Long-term declarative memory also known as explicit memory is for event and facts and we have conscious access and we are able to verbally report them. This medial temporal lobe is dependent on the capacity of this memory (Gazzaniga, Irvy, & Mangun, 2018). This type of memory can be broken down into two different memories called episodic which is memories or events that someone has experienced and it includes what, where, when and with who an experienced happened and they are different with personal knowledge (Gazzaniga, Irvy, & Mangun, 2018). An example of this would be knowing the day you were born but not knowing the experience of the day that you were born. Semantic memory which is factual knowledge but does not include what was learned. An example of this type of memory would be knowing that fruit of Florida is an orange but not recalling where or when you learned that.

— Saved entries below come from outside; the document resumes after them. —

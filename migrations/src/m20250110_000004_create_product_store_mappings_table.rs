use sea_orm_migration::prelude::*;

use super::m20250110_000002_create_stores_table::Stores;
use super::m20250110_000003_create_products_table::Products;

#[derive(DeriveMigrationName)]
pub struct Migration;

#[async_trait::async_trait]
impl MigrationTrait for Migration {
    async fn up(&self, manager: &SchemaManager) -> Result<(), DbErr> {
        manager
            .create_table(
                Table::create()
                    .table(ProductStoreMappings::Table)
                    .if_not_exists()
                    .col(
                        ColumnDef::new(ProductStoreMappings::MappingId)
                            .integer()
                            .not_null()
                            .auto_increment()
                            .primary_key(),
                    )
                    .col(
                        ColumnDef::new(ProductStoreMappings::ProductId)
                            .integer()
                            .not_null(),
                    )
                    .col(
                        ColumnDef::new(ProductStoreMappings::StoreId)
                            .integer()
                            .not_null(),
                    )
                    .col(
                        ColumnDef::new(ProductStoreMappings::IsPrimaryStore)
                            .boolean()
                            .not_null()
                            .default(false),
                    )
                    .col(ColumnDef::new(ProductStoreMappings::Priority).integer().null())
                    .col(
                        ColumnDef::new(ProductStoreMappings::StockStatus)
                            .string()
                            .not_null()
                            .default("unknown"),
                    )
                    .col(
                        ColumnDef::new(ProductStoreMappings::MaxDailyQuantity)
                            .integer()
                            .null(),
                    )
                    .col(
                        ColumnDef::new(ProductStoreMappings::CurrentAvailable)
                            .integer()
                            .null(),
                    )
                    .col(
                        ColumnDef::new(ProductStoreMappings::UpdatedAt)
                            .timestamp()
                            .null(),
                    )
                    .foreign_key(
                        ForeignKey::create()
                            .name("fk_psm_product_id")
                            .from(ProductStoreMappings::Table, ProductStoreMappings::ProductId)
                            .to(Products::Table, Products::ProductId)
                            .on_delete(ForeignKeyAction::Cascade),
                    )
                    .foreign_key(
                        ForeignKey::create()
                            .name("fk_psm_store_id")
                            .from(ProductStoreMappings::Table, ProductStoreMappings::StoreId)
                            .to(Stores::Table, Stores::StoreId)
                            .on_delete(ForeignKeyAction::Cascade),
                    )
                    .to_owned(),
            )
            .await?;

        manager
            .create_index(
                Index::create()
                    .name("uq_psm_product_store")
                    .table(ProductStoreMappings::Table)
                    .col(ProductStoreMappings::ProductId)
                    .col(ProductStoreMappings::StoreId)
                    .unique()
                    .to_owned(),
            )
            .await
    }

    async fn down(&self, manager: &SchemaManager) -> Result<(), DbErr> {
        manager
            .drop_table(Table::drop().table(ProductStoreMappings::Table).to_owned())
            .await
    }
}

#[derive(DeriveIden)]
pub enum ProductStoreMappings {
    Table,
    MappingId,
    ProductId,
    StoreId,
    IsPrimaryStore,
    Priority,
    StockStatus,
    MaxDailyQuantity,
    CurrentAvailable,
    UpdatedAt,
}
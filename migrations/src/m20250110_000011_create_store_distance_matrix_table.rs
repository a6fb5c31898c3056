use sea_orm_migration::prelude::*;

use super::m20250110_000002_create_stores_table::Stores;

#[derive(DeriveMigrationName)]
pub struct Migration;

#[async_trait::async_trait]
impl MigrationTrait for Migration {
    async fn up(&self, manager: &SchemaManager) -> Result<(), DbErr> {
        manager
            .create_table(
                Table::create()
                    .table(StoreDistanceMatrix::Table)
                    .if_not_exists()
                    .col(
                        ColumnDef::new(StoreDistanceMatrix::EntryId)
                            .integer()
                            .not_null()
                            .auto_increment()
                            .primary_key(),
                    )
                    .col(
                        ColumnDef::new(StoreDistanceMatrix::FromStoreId)
                            .integer()
                            .not_null(),
                    )
                    .col(
                        ColumnDef::new(StoreDistanceMatrix::ToStoreId)
                            .integer()
                            .not_null(),
                    )
                    .col(
                        ColumnDef::new(StoreDistanceMatrix::DistanceKm)
                            .decimal_len(8, 2)
                            .not_null(),
                    )
                    .col(
                        ColumnDef::new(StoreDistanceMatrix::TravelTimeMinutes)
                            .integer()
                            .not_null()
                            .default(0),
                    )
                    .col(
                        ColumnDef::new(StoreDistanceMatrix::LastCalculated)
                            .timestamp()
                            .not_null(),
                    )
                    .foreign_key(
                        ForeignKey::create()
                            .name("fk_sdm_from_store_id")
                            .from(StoreDistanceMatrix::Table, StoreDistanceMatrix::FromStoreId)
                            .to(Stores::Table, Stores::StoreId)
                            .on_delete(ForeignKeyAction::Cascade),
                    )
                    .foreign_key(
                        ForeignKey::create()
                            .name("fk_sdm_to_store_id")
                            .from(StoreDistanceMatrix::Table, StoreDistanceMatrix::ToStoreId)
                            .to(Stores::Table, Stores::StoreId)
                            .on_delete(ForeignKeyAction::Cascade),
                    )
                    .to_owned(),
            )
            .await?;

        manager
            .create_index(
                Index::create()
                    .name("uq_sdm_from_to")
                    .table(StoreDistanceMatrix::Table)
                    .col(StoreDistanceMatrix::FromStoreId)
                    .col(StoreDistanceMatrix::ToStoreId)
                    .unique()
                    .to_owned(),
            )
            .await
    }

    async fn down(&self, manager: &SchemaManager) -> Result<(), DbErr> {
        manager
            .drop_table(Table::drop().table(StoreDistanceMatrix::Table).to_owned())
            .await
    }
}

#[derive(DeriveIden)]
pub enum StoreDistanceMatrix {
    Table,
    EntryId,
    FromStoreId,
    ToStoreId,
    DistanceKm,
    TravelTimeMinutes,
    LastCalculated,
}
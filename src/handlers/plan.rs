use std::sync::Arc;

use axum::{
    extract::{Path, Query, State},
    response::IntoResponse,
    routing::post,
    Router,
};
use chrono::NaiveDate;
use serde::Deserialize;
use serde_json::json;

use crate::{
    auth::AuthenticatedStaff,
    errors::ApiError,
    handlers::common::ok_response,
    AppState,
};

#[derive(Debug, Deserialize)]
pub struct PlanQuery {
    pub date: NaiveDate,
}

/// POST /plan/assign?date=YYYY-MM-DD — pack pending items into buyer lists.
async fn assign_day(
    State(state): State<Arc<AppState>>,
    _staff: AuthenticatedStaff,
    Query(query): Query<PlanQuery>,
) -> Result<impl IntoResponse, ApiError> {
    let summary = state.services.planner.assign_day(query.date).await?;
    Ok(ok_response(summary))
}

/// POST /plan/assign/{staff_id}?date= — fill one buyer to capacity.
async fn assign_staff(
    State(state): State<Arc<AppState>>,
    _staff: AuthenticatedStaff,
    Path(staff_id): Path<i32>,
    Query(query): Query<PlanQuery>,
) -> Result<impl IntoResponse, ApiError> {
    let summary = state
        .services
        .planner
        .assign_staff(staff_id, query.date)
        .await?;
    Ok(ok_response(summary))
}

/// POST /plan/routes?date= — regenerate optimized routes for all buyers.
async fn generate_routes(
    State(state): State<Arc<AppState>>,
    _staff: AuthenticatedStaff,
    Query(query): Query<PlanQuery>,
) -> Result<impl IntoResponse, ApiError> {
    let route_ids = state.services.planner.generate_routes(query.date).await?;
    Ok(ok_response(json!({
        "message": format!("{}件のルートを生成しました", route_ids.len()),
        "routes_count": route_ids.len(),
        "route_ids": route_ids,
    })))
}

/// POST /plan/dispatch?date= — the full pipeline with auto-start.
async fn dispatch_day(
    State(state): State<Arc<AppState>>,
    _staff: AuthenticatedStaff,
    Query(query): Query<PlanQuery>,
) -> Result<impl IntoResponse, ApiError> {
    let summary = state.services.planner.plan_day(query.date, true).await?;
    Ok(ok_response(summary))
}

/// POST /plan/start?date= — start every generated route on the date.
async fn start_routes(
    State(state): State<Arc<AppState>>,
    _staff: AuthenticatedStaff,
    Query(query): Query<PlanQuery>,
) -> Result<impl IntoResponse, ApiError> {
    let count = state.services.planner.start_routes(query.date).await?;
    Ok(ok_response(json!({
        "message": format!("{count}件のルートを開始しました"),
        "count": count,
    })))
}

pub fn plan_routes() -> Router<Arc<AppState>> {
    Router::new()
        .route("/assign", post(assign_day))
        .route("/assign/:staff_id", post(assign_staff))
        .route("/routes", post(generate_routes))
        .route("/dispatch", post(dispatch_day))
        .route("/start", post(start_routes))
}
use std::sync::Arc;

use argon2::{
    password_hash::{rand_core::OsRng, PasswordHash, PasswordHasher, PasswordVerifier, SaltString},
    Argon2,
};
use axum::{extract::FromRequestParts, http::header, http::request::Parts};
use chrono::Utc;
use jsonwebtoken::{decode, encode, DecodingKey, EncodingKey, Header, Validation};
use serde::{Deserialize, Serialize};

use crate::{entities::staff::StaffRole, errors::ApiError, AppState};

#[derive(Debug, Clone, Serialize, Deserialize)]
pub struct Claims {
    /// Staff id.
    pub sub: i32,
    pub role: StaffRole,
    pub iat: i64,
    pub exp: i64,
}

/// Token issuing / verification and password hashing.
pub struct AuthService {
    encoding_key: EncodingKey,
    decoding_key: DecodingKey,
    expiration_secs: i64,
}

impl AuthService {
    pub fn new(secret: &str, expiration_secs: i64) -> Self {
        Self {
            encoding_key: EncodingKey::from_secret(secret.as_bytes()),
            decoding_key: DecodingKey::from_secret(secret.as_bytes()),
            expiration_secs,
        }
    }

    pub fn issue_token(&self, staff_id: i32, role: StaffRole) -> Result<String, ApiError> {
        let now = Utc::now().timestamp();
        let claims = Claims {
            sub: staff_id,
            role,
            iat: now,
            exp: now + self.expiration_secs,
        };
        encode(&Header::default(), &claims, &self.encoding_key)
            .map_err(|_| ApiError::InternalServerError)
    }

    pub fn verify_token(&self, token: &str) -> Result<Claims, ApiError> {
        decode::<Claims>(token, &self.decoding_key, &Validation::default())
            .map(|data| data.claims)
            .map_err(|_| ApiError::Unauthorized)
    }

    pub fn hash_password(&self, password: &str) -> Result<String, ApiError> {
        let salt = SaltString::generate(&mut OsRng);
        Argon2::default()
            .hash_password(password.as_bytes(), &salt)
            .map(|h| h.to_string())
            .map_err(|_| ApiError::InternalServerError)
    }

    pub fn verify_password(&self, password: &str, hash: &str) -> bool {
        PasswordHash::new(hash)
            .map(|parsed| {
                Argon2::default()
                    .verify_password(password.as_bytes(), &parsed)
                    .is_ok()
            })
            .unwrap_or(false)
    }
}

/// The caller identity extracted from the `Authorization: Bearer` header.
#[derive(Debug, Clone, Copy)]
pub struct AuthenticatedStaff {
    pub staff_id: i32,
    pub role: StaffRole,
}

#[axum::async_trait]
impl FromRequestParts<Arc<AppState>> for AuthenticatedStaff {
    type Rejection = ApiError;

    async fn from_request_parts(
        parts: &mut Parts,
        state: &Arc<AppState>,
    ) -> Result<Self, Self::Rejection> {
        let header_value = parts
            .headers
            .get(header::AUTHORIZATION)
            .and_then(|v| v.to_str().ok())
            .ok_or(ApiError::Unauthorized)?;
        let token = header_value
            .strip_prefix("Bearer ")
            .ok_or(ApiError::Unauthorized)?;

        let claims = state.auth.verify_token(token)?;
        Ok(AuthenticatedStaff {
            staff_id: claims.sub,
            role: claims.role,
        })
    }
}

/// Capability matrix for execution updates on a route:
///
/// | role       | own route | other routes |
/// |------------|-----------|--------------|
/// | buyer      | yes       | no           |
/// | supervisor | yes       | yes          |
/// | admin      | yes       | yes          |
pub fn can_update_stop(actor: &AuthenticatedStaff, route_staff_id: i32) -> bool {
    match actor.role {
        StaffRole::Supervisor | StaffRole::Admin => true,
        StaffRole::Buyer => actor.staff_id == route_staff_id,
    }
}

#[cfg(test)]
mod tests {
    use super::*;

    #[test]
    fn buyer_can_only_touch_own_route() {
        let buyer = AuthenticatedStaff {
            staff_id: 7,
            role: StaffRole::Buyer,
        };
        assert!(can_update_stop(&buyer, 7));
        assert!(!can_update_stop(&buyer, 8));
    }

    #[test]
    fn supervisor_and_admin_can_touch_any_route() {
        for role in [StaffRole::Supervisor, StaffRole::Admin] {
            let actor = AuthenticatedStaff {
                staff_id: 1,
                role,
            };
            assert!(can_update_stop(&actor, 99));
        }
    }

    #[test]
    fn token_round_trip_preserves_identity() {
        let auth = AuthService::new("test-secret-key-material", 3600);
        let token = auth.issue_token(42, StaffRole::Buyer).unwrap();
        let claims = auth.verify_token(&token).unwrap();
        assert_eq!(claims.sub, 42);
        assert_eq!(claims.role, StaffRole::Buyer);
    }

    #[test]
    fn password_hash_round_trip() {
        let auth = AuthService::new("test-secret-key-material", 3600);
        let hash = auth.hash_password("kaidashi").unwrap();
        assert!(auth.verify_password("kaidashi", &hash));
        assert!(!auth.verify_password("wrong", &hash));
    }
}
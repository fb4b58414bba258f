use std::fs::{File, OpenOptions};
use std::io::{self, Write};
use std::path::Path;
use std::sync::Mutex;

lazy_static::lazy_static! {
    static ref LOGGER: Mutex<Option<File>> = Mutex::new(None);
}

pub const DEFAULT_LOG_FILE: &str = "flag_master.log";

/// Opens the log file once. Later calls are no-ops.
pub fn init(path: &Path) {
    let Ok(mut logger) = LOGGER.lock() else {
        return;
    };
    if logger.is_none()
        && let Ok(file) = OpenOptions::new().create(true).append(true).open(path)
    {
        *logger = Some(file);
    }
}

pub fn log(message: &str) {
    let Ok(mut guard) = LOGGER.lock() else {
        return;
    };
    if let Some(logger) = guard.as_mut() {
        let _ = write_entry(logger, message);
    }
}

fn write_entry(out: &mut impl Write, message: &str) -> io::Result<()> {
    let timestamp = chrono::Local::now().format("%Y-%m-%d %H:%M:%S");
    writeln!(out, "[{}] {}", timestamp, message)
}

#[cfg(test)]
mod tests {
    use super::*;

    #[test]
    fn test_logger_init_and_log() {
        let dir = tempfile::tempdir().unwrap();
        let path = dir.path().join("test.log");
        init(&path);
        log("Test log message");

        // Nothing else in the test binary initialises the logger.
        let contents = std::fs::read_to_string(&path).unwrap();
        assert!(
            contents
                .lines()
                .any(|line| line.starts_with('[') && line.ends_with("] Test log message"))
        );
    }

    #[test]
    fn test_entry_is_timestamped() {
        let mut out = Vec::new();
        write_entry(&mut out, "Quiz started").unwrap();
        let line = String::from_utf8(out).unwrap();

        // "[YYYY-MM-DD HH:MM:SS] message\n"
        assert_eq!(line.len(), "[2024-01-01 00:00:00] Quiz started\n".len());
        assert!(line.starts_with('['));
        assert_eq!(&line[20..], "] Quiz started\n");
        assert!(chrono::NaiveDateTime::parse_from_str(&line[1..20], "%Y-%m-%d %H:%M:%S").is_ok());
    }

    #[test]
    fn test_log_without_init_does_not_panic() {
        log("nobody is listening");
    }
}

Sensory memory is short lived information and is as short as milliseconds to seconds (Gazzaniga, Irvy, & Mangun, 2018). It is a time when we remember what someone said to us when we were not paying attention. An example of this would be when we are in the middle of listening to music and knowing someone is talking to us but not paying attention to what that person said. The temporal lobe is involved in this type of memory (Gazzaniga, Irvy, & Mangun, 2018).
Short-term memory has longer time span then sensory memory. Short term lasts seconds to minutes and not as much capacity. Short term memories are held in our minds and processed by the working memory (R., Carter 2009). These memories are also only with us until we need them to be. Memory is normally stored in sensory memory than short term and finally moves to long term.
Working memory is a limited-capacity for retaining information only for a short time (Gazzaniga, Irvy, & Mangun, 2018). Maintenance is for mental operations and manipulate is using working memory. An example of this would be remembering numbers which would be maintaining and multiplying which would be manipulating which is using our memory.